"The first victory we can claim is that our hearts are free of hatred. Hence we say to those who persecute us and who try to dominate us: ‘You are my brother. I do not hate you, but you are not going to dominate me by fear. I do not wish to impose my truth, nor do I wish you to impose yours on me. We are going to seek the truth together’. THIS IS THE LIBERATION WHICH WE ARE PROCLAIMING."

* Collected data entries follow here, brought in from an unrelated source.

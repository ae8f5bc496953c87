//! Output formatting utilities for the CLI.

use comfy_table::{presets, Attribute, Cell, Color, ContentArrangement, Table};
use serde::Serialize;
use std::env;

use crate::domain::models::{RiskLevel, TaskStatus};

pub trait CommandOutput: Serialize {
    fn to_human(&self) -> String;

    fn to_json(&self) -> serde_json::Value {
        serde_json::to_value(self).unwrap_or_default()
    }
}

pub fn output<T: CommandOutput>(result: &T, json_mode: bool) {
    if json_mode {
        println!("{}", serde_json::to_string_pretty(&result.to_json()).unwrap_or_default());
    } else {
        println!("{}", result.to_human());
    }
}

/// Truncate a string to a maximum number of characters, appending "..."
/// if truncated.
pub fn truncate(s: &str, max_len: usize) -> String {
    if s.chars().count() <= max_len {
        s.to_string()
    } else {
        let kept: String = s.chars().take(max_len.saturating_sub(3)).collect();
        format!("{kept}...")
    }
}

/// First eight characters of an id.
pub fn short_id(id: &uuid::Uuid) -> String {
    id.to_string()[..8].to_string()
}

/// Table with UTF-8 borders and a bold header row.
pub fn table_with_header(headers: &[&str]) -> Table {
    let mut table = Table::new();
    table
        .load_preset(presets::UTF8_FULL)
        .set_content_arrangement(ContentArrangement::Dynamic)
        .set_header(
            headers
                .iter()
                .map(|h| Cell::new(h).add_attribute(Attribute::Bold))
                .collect::<Vec<_>>(),
        );
    table
}

pub fn status_cell(status: TaskStatus) -> Cell {
    let cell = Cell::new(status.to_string());
    if supports_color() {
        cell.fg(match status {
            TaskStatus::Completed => Color::Green,
            TaskStatus::Running => Color::Cyan,
            TaskStatus::Failed => Color::Red,
            TaskStatus::Cancelled => Color::DarkGrey,
            TaskStatus::Pending => Color::White,
        })
    } else {
        cell
    }
}

pub fn risk_cell(risk: RiskLevel) -> Cell {
    let cell = Cell::new(risk.as_str());
    if supports_color() {
        cell.fg(match risk {
            RiskLevel::Low => Color::Green,
            RiskLevel::Medium => Color::Yellow,
            RiskLevel::High => Color::Red,
        })
    } else {
        cell
    }
}

/// Check if the terminal supports colors
fn supports_color() -> bool {
    if env::var("NO_COLOR").is_ok() {
        return false;
    }
    !matches!(env::var("TERM").as_deref(), Ok("dumb"))
}

#[cfg(test)]
mod tests {
    use super::*;

    #[test]
    fn test_truncate() {
        assert_eq!(truncate("short", 10), "short");
        assert_eq!(truncate("a longer sentence", 10), "a longe...");
        assert_eq!(truncate("ééééééé", 5), "éé...");
    }

    #[test]
    fn test_table_renders_header() {
        let mut table = table_with_header(&["Task", "Status"]);
        table.add_row(vec![Cell::new("Analyze"), Cell::new("pending")]);
        let rendered = table.to_string();
        assert!(rendered.contains("Task"));
        assert!(rendered.contains("Analyze"));
    }
}
/// Bookkeeping for an attempt that has been dispatched.
struct InFlight {
    task: Task,
    demand: ResourceDemand,
    strategy: &'static str,
}

enum Dispatch {
    Started(AttemptFuture),
    Deferred,
    Failed,
}

#[derive(Debug, Clone, Copy, PartialEq, Eq)]
enum PhaseOutcome {
    Succeeded,
    /// A task failed structurally, here or in a cascading upstream phase
    Structural,
    Incomplete,
}

/// State of one plan run, owned by the coordinator.
struct PlanRun {
    plan_id: Uuid,
    resources: ResourceState,
    running: HashMap<Uuid, InFlight>,
    attempts: HashMap<Uuid, u32>,
    strategies: HashMap<Uuid, &'static str>,
    requeues: HashMap<Uuid, u32>,
    /// Serial task currently holding the phase
    exclusive: Option<Uuid>,
    structural_failure: bool,
}

/// Executes stored plans against a set of strategies.
pub struct ExecutionEngine<R: PlanRepository + ?Sized + 'static> {
    repo: Arc<R>,
    selector: Arc<StrategySelector>,
    config: EngineConfig,
    history: Arc<RwLock<ExecutionHistory>>,
    cancel_tx: watch::Sender<bool>,
}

Oswaldo José Payá Sardiñas (2002)
Thursday, December 31, 2009
Nonviolent activists writing Castro's final chapter
Originally published in The Miami Herald on Sat, July 26, 2003
Nonviolent activists writing Castro's final chapter
by John Suarez
Today, Fidel Castro will celebrate with rallies and speeches the 50th anniversary of the violent act that helped establish his dictatorship. In 1998 the 50th anniversary of the Universal Declaration of Human Rights was observed by beating and arresting activists.

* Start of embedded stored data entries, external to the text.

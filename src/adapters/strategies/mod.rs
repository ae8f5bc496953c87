//! Execution strategy implementations.

pub mod builtin;
pub mod registry;
pub mod scripted;

pub use builtin::{CautiousStrategy, DirectStrategy, IncrementalStrategy};
pub use registry::StrategyRegistry;
pub use scripted::{ScriptedCall, ScriptedOutcome, ScriptedStrategy};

Fifty-five years ago, a Cuban delegation representing a constitutional republic wrote the first draft of the Universal Declaration. It provided an eight-hour work day; the right to strike; university independence; and had large numbers of newspapers and radio stations with diverse political and ideological viewpoints.

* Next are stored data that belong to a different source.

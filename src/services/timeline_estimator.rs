//! Schedule estimation for a phased plan.

use chrono::{DateTime, Duration, Utc};
use uuid::Uuid;

use crate::domain::models::{ExecutionPhase, Milestone, Task, Timeline};

/// Builds a plan's timeline from phase durations.
///
/// The critical path is a heuristic filter, not a longest-path
/// computation: every task with complexity of at least 5 or with any
/// dependency is on it, in plan order.
#[derive(Debug, Clone, Default)]
pub struct TimelineEstimator;

impl TimelineEstimator {
    pub fn new() -> Self {
        Self
    }

    pub fn estimate(
        &self,
        start: DateTime<Utc>,
        tasks: &[Task],
        phases: &[ExecutionPhase],
    ) -> Timeline {
        let mut elapsed: u64 = 0;
        let mut milestones: Vec<Milestone> = Vec::with_capacity(phases.len());

        for phase in phases {
            elapsed += phase.estimated_duration;
            let deliverables = phase
                .task_ids
                .iter()
                .filter_map(|id| tasks.iter().find(|t| t.id == *id))
                .map(|t| t.title.clone())
                .collect();

            milestones.push(Milestone {
                id: Uuid::new_v4(),
                name: format!("Complete {}", phase.name),
                due_date: start + minutes(elapsed),
                dependencies: milestones.last().map(|m| m.id).into_iter().collect(),
                deliverables,
            });
        }

        Timeline {
            estimated_start: start,
            estimated_end: start + minutes(elapsed),
            critical_path: tasks
                .iter()
                .filter(|t| t.estimated_complexity >= 5 || !t.dependencies.is_empty())
                .map(|t| t.id)
                .collect(),
            milestones,
        }
    }
}

fn minutes(m: u64) -> Duration {
    Duration::minutes(i64::try_from(m).unwrap_or(i64::MAX / 60_000))
}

After Fulgencio Batista destroyed the constitutional order with his dictatorship, the Cuban people fell for a charismatic young lawyer who promised the return of democracy through violence. On Jan. 1, 1959 Castro came to power and has remained there 44 years.
What of the values of the men who, in good faith, used violence to effect democratic change? They did not fare so well. Mario Chanes de Armas, for example, survived the Moncada barracks attack -- whose anniversary is today -- along with Fidel Castro. The two served in prison, trained in Mexico and returned to Cuba on the Granma yacht to defeat Batista.
Chanes could have had any position in the new regime, but opted to return to his brewery job. After two years of watching Castro betray their movement, Chanes spoke out against the communist influence. Chanes was tried as a counterrevolutionary and imprisoned for 30 years.
The men and women who battled Batista's dictatorship had hoped for the restoration of Cuba's Constitution of 1940 and its republic. They got a totalitarian dictatorship instead. They then fought Castro for six years in a civil war with casualties on both sides substantially higher than the struggle against Batista. This opposition ended up in exile, graves or imprisoned. Within those cells, Cuba's human-rights movement was forged.
A movement that saw the power of nonviolent resistance exercised by the Rev. Martin Luther King Jr. practiced it in Castro's dungeons and saw it as a means to mobilize the Cuban populace. It grew into a national civic movement challenging the dictatorship's monopoly of power.
Its means and ends are a civic, nonviolent struggle that educates citizens, rebuilds democratic culture, reclaims human rights, refuses to accept injustice and challenges repression. Members expose the dictatorship's internal contradictions by demanding that it respect the democratic provisions of its own constitution.
Oswaldo Payá, a movement leader, observes: "What we are seeing with this crackdown is the last chapter of this system."